The workaround is max_inflight: 0 (unlimited inflight), which prevents nacking and lets channel capacity provide natural backpressure, but removes the memory bound on in-flight state.

Background: Stateless vs. Stateful Processors

The engine's processor model was originally designed around stateless transforms: each call to process() is independent, and the engine feeds messages as fast as the channel delivers them.

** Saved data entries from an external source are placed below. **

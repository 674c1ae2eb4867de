use super::InputValue;
use crate::ids::InputId;
use ahash::AHashMap;
use itertools::Itertools;
use serde::{Deserialize, Serialize};
use std::collections::BTreeSet;
use std::fmt;

/// A boolean predicate over the current input values of one node.
#[derive(Debug, Clone, PartialEq, Serialize, Deserialize)]
#[serde(tag = "kind", rename_all = "kebab-case")]
pub enum Condition {
    And {
        items: Vec<Condition>,
    },
    Or {
        items: Vec<Condition>,
    },
    Not {
        condition: Box<Condition>,
    },
    /// True iff the input currently holds one of `values`.
    Enum {
        #[serde(rename = "enum")]
        input: InputId,
        values: Vec<InputValue>,
    },
    /// Tests the type of the input against an opaque type expression.
    #[serde(rename_all = "camelCase")]
    Type {
        input: InputId,
        condition: serde_json::Value,
        if_not_connected: bool,
    },
}

/// Answers the type-level questions a `Condition::Type` asks.
///
/// The expression type system lives outside this crate; implementors classify
/// the value or connection of an input and report whether it is compatible
/// with the given expression.
pub trait TypeOracle {
    /// Returns `None` when the input's type is unknown, e.g. because it is not connected.
    fn matches(&self, input: InputId, expression: &serde_json::Value) -> Option<bool>;
}

/// An oracle that never knows any type. Every `type` condition falls back to its
/// `ifNotConnected` flag.
pub struct NoTypeInformation;

impl TypeOracle for NoTypeInformation {
    fn matches(&self, _input: InputId, _expression: &serde_json::Value) -> Option<bool> {
        None
    }
}

impl Condition {
    /// Conjunction of the given conditions. Empty yields `None`, a single
    /// condition is returned as is.
    pub fn all(conditions: impl IntoIterator<Item = Condition>) -> Option<Condition> {
        let mut items: Vec<Condition> = conditions.into_iter().collect();
        match items.len() {
            0 => None,
            1 => items.pop(),
            _ => Some(Condition::And { items }),
        }
    }

    pub fn negate(self) -> Condition {
        Condition::Not {
            condition: Box::new(self),
        }
    }

    /// Evaluates the predicate against the stored input values of a node.
    pub fn evaluate(
        &self,
        input_data: &AHashMap<InputId, Option<InputValue>>,
        oracle: &dyn TypeOracle,
    ) -> bool {
        match self {
            Condition::And { items } => items.iter().all(|c| c.evaluate(input_data, oracle)),
            Condition::Or { items } => items.iter().any(|c| c.evaluate(input_data, oracle)),
            Condition::Not { condition } => !condition.evaluate(input_data, oracle),
            Condition::Enum { input, values } => match input_data.get(input) {
                Some(Some(current)) => values.contains(current),
                _ => false,
            },
            Condition::Type {
                input,
                condition,
                if_not_connected,
            } => oracle
                .matches(*input, condition)
                .unwrap_or(*if_not_connected),
        }
    }

    /// Collects every input id this condition depends on.
    pub fn referenced_inputs(&self, inputs: &mut BTreeSet<InputId>) {
        match self {
            Condition::And { items } | Condition::Or { items } => {
                for item in items {
                    item.referenced_inputs(inputs);
                }
            }
            Condition::Not { condition } => condition.referenced_inputs(inputs),
            Condition::Enum { input, .. } | Condition::Type { input, .. } => {
                inputs.insert(*input);
            }
        }
    }

    /// Higher numbers bind more tightly.
    fn precedence(&self) -> u8 {
        match self {
            Condition::Or { .. } => 1,
            Condition::And { .. } => 2,
            Condition::Not { .. } => 3,
            Condition::Enum { .. } | Condition::Type { .. } => 4,
        }
    }

    fn fmt_with_precedence(&self, f: &mut fmt::Formatter<'_>, parent_precedence: u8) -> fmt::Result {
        let current_precedence = self.precedence();
        let needs_parens = current_precedence < parent_precedence;

        if needs_parens {
            write!(f, "(")?;
        }

        match self {
            Condition::And { items } if items.is_empty() => write!(f, "true")?,
            Condition::Or { items } if items.is_empty() => write!(f, "false")?,
            Condition::And { items } => self.fmt_joined(f, " AND ", items, current_precedence)?,
            Condition::Or { items } => self.fmt_joined(f, " OR ", items, current_precedence)?,
            Condition::Not { condition } => {
                write!(f, "NOT ")?;
                condition.fmt_with_precedence(f, current_precedence)?;
            }
            Condition::Enum { input, values } => {
                let rendered = values
                    .iter()
                    .map(|v| match v {
                        InputValue::Number(_) => v.to_string(),
                        InputValue::Text(s) => format!("{:?}", s),
                    })
                    .join(", ");
                write!(f, "#{} in [{}]", input, rendered)?;
            }
            Condition::Type {
                input,
                condition,
                if_not_connected,
            } => {
                write!(f, "#{}: {}", input, condition)?;
                if *if_not_connected {
                    write!(f, " (or not connected)")?;
                }
            }
        }

        if needs_parens {
            write!(f, ")")?;
        }
        Ok(())
    }

    fn fmt_joined(
        &self,
        f: &mut fmt::Formatter<'_>,
        op: &str,
        items: &[Condition],
        current_precedence: u8,
    ) -> fmt::Result {
        for (index, item) in items.iter().enumerate() {
            if index > 0 {
                write!(f, "{}", op)?;
            }
            // One level tighter so nested chains of the same operator keep their grouping.
            item.fmt_with_precedence(f, current_precedence + 1)?;
        }
        Ok(())
    }
}

impl fmt::Display for Condition {
    fn fmt(&self, f: &mut fmt::Formatter<'_>) -> fmt::Result {
        self.fmt_with_precedence(f, 0)
    }
}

Fanout and batch are stateful processors -- they maintain in-flight tracking across multiple process() calls and must wait for acks before they can accept more work. This creates a throttling requirement that the engine's push model does not support:

  • The processor knows when it is at capacity (inflight map full)
  • But it cannot signal the engine to pause -- the engine keeps calling process() regardless
  • The only escape valve was to nack the message, which causes data loss when receivers do not retry

The fix closes this gap by letting processors signal their readiness back to the engine via accept_pdata().

Batch Processor

Batch has similar stateful limits (inbound_request_limit, outbound_request_limit) but does not have the same silent data loss problem in practice. When batch nacks due to capacity, it expects a retry processor to be present upstream to catch and re-deliver the nacked message. This is the standard recommended pipeline topology:

receiver -> retry -> batch -> exporter

Without a retry processor upstream, batch nacks would also cause silent data loss -- the same root cause. The accept_pdata() mechanism introduced here is the correct long-term fix for batch as well, but that is left as a follow-up since the immediate data loss issue only manifests in fanout (receivers do not retry; retry processors do).

Fix

Introduces accept_pdata() on the Processor trait and wires it into the engine run loop.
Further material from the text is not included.